| EXERCISE DESCRIPTION |
Search the data below for the word "payload" and report how many lines contain it. Nothing but the number is needed.

[Collection entries]

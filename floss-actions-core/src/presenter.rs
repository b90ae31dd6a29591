//! Presenter boundary: confirmations, transient surfaces and error alerts
//!
//! The runner never builds UI. It is handed a [`Presenter`] that knows how to
//! show a confirmation dialog, a picker or sheet ([`Surface`]), and an error
//! alert. `floss-actions-components` ships a terminal implementation.

use std::any::Any;
use std::fmt;

use crate::action::Confirmation;
use crate::error::ActionError;

/// UI layer injected into an [`ActionRunner`](crate::ActionRunner).
///
/// All methods are called on the UI thread.
pub trait Presenter: Send + Sync + 'static {
    /// Ask the user to confirm a destructive action.
    ///
    /// Answer through [`ConfirmationRequest::confirm`] or
    /// [`ConfirmationRequest::decline`], now or later. Dropping the request
    /// unanswered counts as declining.
    fn confirm(&self, request: ConfirmationRequest);

    /// Show a transient surface, positioned near `source` when given.
    fn present(&self, surface: Surface, source: Option<&SourceHint>);

    /// Dismiss whatever surface is currently presented.
    fn dismiss(&self);

    /// Show a human-readable alert for a failed action.
    fn present_error(&self, error: &ActionError);
}

/// Where a trigger lives on screen, used to position popovers and dialogs.
#[derive(Debug, Clone, Default, PartialEq, Eq)]
pub struct SourceHint {
    /// Identifier of the triggering element (e.g. `"thread-list:3"`).
    pub anchor: Option<String>,
    /// Screen rectangle of the triggering element.
    pub area: Option<Area>,
}

impl SourceHint {
    /// Hint naming the triggering element.
    pub fn named(anchor: impl Into<String>) -> Self {
        Self {
            anchor: Some(anchor.into()),
            area: None,
        }
    }

    /// Hint with only a screen rectangle.
    pub fn at(area: Area) -> Self {
        Self {
            anchor: None,
            area: Some(area),
        }
    }

    /// Attach a screen rectangle.
    pub fn with_area(mut self, area: Area) -> Self {
        self.area = Some(area);
        self
    }
}

/// A screen rectangle in cells.
#[derive(Debug, Clone, Copy, Default, PartialEq, Eq, Hash)]
pub struct Area {
    pub x: u16,
    pub y: u16,
    pub width: u16,
    pub height: u16,
}

impl Area {
    pub const fn new(x: u16, y: u16, width: u16, height: u16) -> Self {
        Self {
            x,
            y,
            width,
            height,
        }
    }
}

/// A transient UI surface (sheet, picker) presented on behalf of an action.
///
/// The payload is type-erased; presenters downcast to the surface types they
/// know how to draw.
pub struct Surface {
    title: String,
    content: Box<dyn Any + Send>,
}

impl Surface {
    /// Wrap a payload under a title.
    pub fn new<T: Any + Send>(title: impl Into<String>, content: T) -> Self {
        Self {
            title: title.into(),
            content: Box::new(content),
        }
    }

    /// Surface title.
    pub fn title(&self) -> &str {
        &self.title
    }

    /// Whether the payload is a `T`.
    pub fn is<T: Any>(&self) -> bool {
        self.content.is::<T>()
    }

    /// Borrow the payload as a `T`.
    pub fn downcast_ref<T: Any>(&self) -> Option<&T> {
        self.content.downcast_ref::<T>()
    }

    /// Take the payload as a `T`, or get the surface back.
    pub fn into_content<T: Any>(self) -> Result<T, Self> {
        let Surface { title, content } = self;
        match content.downcast::<T>() {
            Ok(value) => Ok(*value),
            Err(content) => Err(Surface { title, content }),
        }
    }
}

impl fmt::Debug for Surface {
    fn fmt(&self, f: &mut fmt::Formatter<'_>) -> fmt::Result {
        f.debug_struct("Surface")
            .field("title", &self.title)
            .finish_non_exhaustive()
    }
}

/// A pending confirmation for a destructive action.
pub struct ConfirmationRequest {
    action: &'static str,
    confirmation: Confirmation,
    source: Option<SourceHint>,
    responder: Responder,
}

impl ConfirmationRequest {
    pub(crate) fn new(
        action: &'static str,
        confirmation: Confirmation,
        source: Option<SourceHint>,
        respond: impl FnOnce(bool) + Send + 'static,
    ) -> Self {
        Self {
            action,
            confirmation,
            source,
            responder: Responder(Some(Box::new(respond))),
        }
    }

    /// Name of the action awaiting confirmation.
    pub fn action_name(&self) -> &'static str {
        self.action
    }

    /// The strings to display.
    pub fn confirmation(&self) -> &Confirmation {
        &self.confirmation
    }

    /// Positioning hint from the trigger.
    pub fn source(&self) -> Option<&SourceHint> {
        self.source.as_ref()
    }

    /// The user confirmed: run the action.
    pub fn confirm(self) {
        self.responder.respond(true);
    }

    /// The user declined: the action completes as canceled.
    pub fn decline(self) {
        self.responder.respond(false);
    }

    /// Answer with a boolean.
    pub fn respond(self, confirmed: bool) {
        self.responder.respond(confirmed);
    }
}

impl fmt::Debug for ConfirmationRequest {
    fn fmt(&self, f: &mut fmt::Formatter<'_>) -> fmt::Result {
        f.debug_struct("ConfirmationRequest")
            .field("action", &self.action)
            .field("confirmation", &self.confirmation)
            .field("source", &self.source)
            .finish()
    }
}

/// One-shot answer channel; declines on drop if never used.
struct Responder(Option<Box<dyn FnOnce(bool) + Send>>);

impl Responder {
    fn respond(mut self, confirmed: bool) {
        if let Some(respond) = self.0.take() {
            respond(confirmed);
        }
    }
}

impl Drop for Responder {
    fn drop(&mut self) {
        if let Some(respond) = self.0.take() {
            tracing::debug!("confirmation dropped unanswered, treating as declined");
            respond(false);
        }
    }
}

| SOLUTION BELOW |
5